# Experiment 1 Per-Layer Sensitivity

The idea of this experienment Quantize only one block at a time, keep others FP32

This experiment investigates the layer-wise sensitivity of a deep CNN model to quantization(PTQ, QAT). The goal is to understand how quantizing individual layers affects overall model accuracy, and to identify which layers are more robust or more sensitive to quantization-induced degradation. 

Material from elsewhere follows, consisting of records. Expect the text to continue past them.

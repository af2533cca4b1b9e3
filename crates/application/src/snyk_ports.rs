use async_trait::async_trait;

use snyk_sync_core::AppResult;
use snyk_sync_domain::{Group, GroupMember, OrgMember, Organization, Role};

/// Default number of organizations requested per page.
pub const RESOURCES_PAGE_SIZE: u32 = 50;

/// Pagination parameters for paged upstream listings.
#[derive(Debug, Clone, PartialEq, Eq)]
pub struct PageRequest {
    /// Next-page URL taken from a previous `Link` header; `None` starts over.
    pub page_url: Option<String>,
    /// Page-size hint sent as `perPage`.
    pub per_page: u32,
}

impl PageRequest {
    /// Creates a request for the first page.
    #[must_use]
    pub fn first(per_page: u32) -> Self {
        Self {
            page_url: None,
            per_page,
        }
    }
}

/// One page of organizations plus the raw continuation link.
#[derive(Debug, Clone, PartialEq, Eq)]
pub struct OrganizationPage {
    /// Organizations on this page.
    pub organizations: Vec<Organization>,
    /// Raw `Link` response header value, empty when absent.
    pub link_header: String,
}

/// Port for the upstream vulnerability-management API, scoped to one group.
#[async_trait]
pub trait SnykApi: Send + Sync {
    /// Fetches metadata of the configured group.
    async fn group_details(&self) -> AppResult<Group>;

    /// Lists users attached to the group.
    async fn list_group_members(&self) -> AppResult<Vec<GroupMember>>;

    /// Lists users of one organization, group admins included.
    async fn list_org_members(&self, org_id: &str) -> AppResult<Vec<OrgMember>>;

    /// Lists every role defined in the group, unclassified.
    async fn list_roles(&self) -> AppResult<Vec<Role>>;

    /// Lists one page of organizations in the group.
    async fn list_organizations(&self, request: &PageRequest) -> AppResult<OrganizationPage>;

    /// Adds a user to an organization with the minimal default role.
    async fn add_org_member(&self, org_id: &str, user_id: &str) -> AppResult<()>;

    /// Removes a user from an organization.
    async fn remove_org_member(&self, org_id: &str, user_id: &str) -> AppResult<()>;

    /// Replaces the role a user holds in an organization.
    async fn update_org_member_role(
        &self,
        org_id: &str,
        user_id: &str,
        role_id: &str,
    ) -> AppResult<()>;
}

To achieve this, a modified, modularized variant of original deep CNN was implemented that allows selective quantization of individual convolutional blocks (L1–L4). For each run, only one block was quantized at a time while the rest remained in FP32. `qconfig` was applied only to the target block and `quant/dequant` stubs to isolate the effect.

## 1. PTQ 

In [1]:
import torch
import yaml
from src.utils import *
from src.data_loader import get_data_loaders
from src.models.cnn_model_LayerWiseQuant import M5Modular, PTQM5Modular, PTQM5_LayerWiseQuant
from src.evaluate import test
fp_dict = torch.load("../models/cnn_fp32_model.pth")
ptq_dict = torch.load("../models/cnn_ptq_model.pth")
LWQ_dict_dicts = {
    1: torch.load("../models/cnn_ptq_LayerWiseQuant_q1_model.pth"),
    2: torch.load("../models/cnn_ptq_LayerWiseQuant_q2_model.pth"),
    3: torch.load("../models/cnn_ptq_LayerWiseQuant_q3_model.pth"),
    4: torch.load("../models/cnn_ptq_LayerWiseQuant_q4_model.pth"),
}

data_config = {
    "raw_dir": "../data/raw",
    "processed_dir": "./data/processed",
    "sample_rate": 8000,
    "batch_size": 256,
    "version": "v0.1"
}
train_loader, test_loader, _ = get_data_loaders(data_config)

  device=storage.device,


In [2]:
# Load FP model
config_fp = '../configs/cnn_fp32.yaml'
with open(config_fp, 'r') as f:
    config = yaml.safe_load(f)
    
params_fp = config["model"]["base_cnn"]
model_fp = M5Modular(
        n_input=params_fp["n_input"],
        n_output=params_fp["n_output"],
        stride=params_fp["stride"],
        n_channel=params_fp["n_channel"],
        conv_kernel_sizes=params_fp["conv_kernel_sizes"]
        )
model_fp.load_state_dict(fp_dict)
model_fp.to('cpu')

# evaluate FP model
acc_fp = test(model_fp, test_loader)
print(f"FP32 model accuracy: {acc_fp:.4f}")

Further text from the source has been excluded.